//! Turn-by-turn play between two players.

use crate::players::Player;
use anyhow::{Context, Result, ensure};
use derive_new::new;
use noughts_core::{Board, Outcome, Player as Mark, Position};
use serde::{Deserialize, Serialize};
use tracing::{debug, info, instrument};

/// Notifications emitted while a game is played.
#[derive(Debug, Clone, Copy)]
pub enum GameEvent<'a> {
    /// A player is about to move.
    TurnStarted {
        /// 1-based ply.
        turn: usize,
        /// Name of the player to move.
        player: &'a str,
        /// Mark of the player to move.
        mark: Mark,
        /// Board before the move.
        board: &'a Board,
    },
    /// A move was applied.
    MoveMade {
        /// The move.
        played: PlayedMove,
        /// Board after the move.
        board: &'a Board,
    },
    /// The game ended.
    GameOver {
        /// Final result.
        outcome: Outcome,
        /// Final board.
        board: &'a Board,
    },
}

/// One applied move.
#[derive(Debug, Clone, Copy, PartialEq, Eq, Serialize, Deserialize, new)]
pub struct PlayedMove {
    /// 1-based ply.
    pub turn: usize,
    /// Who moved.
    pub player: Mark,
    /// Where.
    pub position: Position,
}

/// Result and move list of a finished game.
#[derive(Debug, Clone, PartialEq, Eq, Serialize, Deserialize, new)]
pub struct GameRecord {
    /// How the game ended.
    pub outcome: Outcome,
    /// Moves in the order they were played.
    pub moves: Vec<PlayedMove>,
}

impl GameRecord {
    /// Rebuilds the board after every move on an empty board of side `dim`.
    #[instrument(skip(self), fields(moves = self.moves.len()))]
    pub fn replay(&self, dim: usize) -> Result<Vec<Board>> {
        let mut board = Board::with_dim(dim)?;
        let mut boards = Vec::with_capacity(self.moves.len());
        for played in &self.moves {
            board
                .place(played.player, played.position)
                .with_context(|| format!("Replay failed at turn {}", played.turn))?;
            boards.push(board.clone());
        }
        Ok(boards)
    }
}

/// Checks if play should stop: a win, a dead draw, or a full board.
pub fn is_game_over(board: &Board) -> bool {
    board.is_terminal() || board.is_dead_draw() || board.is_full()
}

/// Drives a game between two players on one board.
///
/// Player one moves on odd turns and player two on even turns. The driver
/// owns the authoritative board; players only ever see it by reference.
pub struct Match {
    board: Board,
    players: [Box<dyn Player>; 2],
}

impl Match {
    /// Creates a match on `board`.
    ///
    /// Fails unless `player_one` places crosses and `player_two` noughts.
    #[instrument(skip_all, fields(dim = board.dim()))]
    pub fn new(board: Board, player_one: Box<dyn Player>, player_two: Box<dyn Player>) -> Result<Self> {
        ensure!(
            player_one.mark() == Mark::One,
            "{} must play as {}",
            player_one.name(),
            Mark::One
        );
        ensure!(
            player_two.mark() == Mark::Two,
            "{} must play as {}",
            player_two.name(),
            Mark::Two
        );
        Ok(Self {
            board,
            players: [player_one, player_two],
        })
    }

    /// Returns the board.
    pub fn board(&self) -> &Board {
        &self.board
    }

    /// Returns the player moving with `mark`.
    pub fn player(&self, mark: Mark) -> &dyn Player {
        &*self.players[Self::seat(mark)]
    }

    /// Clears the board for another game with the same players.
    pub fn reset(&mut self) {
        self.board.clear();
    }

    /// Plays until the game is over without reporting events.
    pub fn play(&mut self) -> Result<GameRecord> {
        self.play_observed(|_| {})
    }

    /// Plays until the game is over, calling `observer` on every event.
    ///
    /// An illegal move from a player is a hard error.
    #[instrument(skip_all, fields(dim = self.board.dim()))]
    pub fn play_observed(&mut self, mut observer: impl FnMut(GameEvent<'_>)) -> Result<GameRecord> {
        info!(
            player_one = %self.players[0].name(),
            player_two = %self.players[1].name(),
            "Starting game"
        );

        let mut moves = Vec::new();
        let mut turn = self.board.occupied_count() + 1;

        while !is_game_over(&self.board) {
            let mark = Mark::for_turn(turn);
            let seat = Self::seat(mark);

            observer(GameEvent::TurnStarted {
                turn,
                player: self.players[seat].name(),
                mark,
                board: &self.board,
            });

            debug!(turn, %mark, "Waiting for move");
            let position = self.players[seat].get_move(&self.board, turn)?;
            self.board.place(mark, position).with_context(|| {
                format!("{} returned an illegal move", self.players[seat].name())
            })?;

            let played = PlayedMove::new(turn, mark, position);
            moves.push(played);
            observer(GameEvent::MoveMade {
                played,
                board: &self.board,
            });
            turn += 1;
        }

        let outcome = self.board.outcome();
        info!(%outcome, moves = moves.len(), "Game over");
        observer(GameEvent::GameOver {
            outcome,
            board: &self.board,
        });

        Ok(GameRecord::new(outcome, moves))
    }

    fn seat(mark: Mark) -> usize {
        match mark {
            Mark::One => 0,
            Mark::Two => 1,
        }
    }
}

Action item: Lines that include the word "PartialEq" — how many are there in the data? Answer with the number alone.

Answer below: 2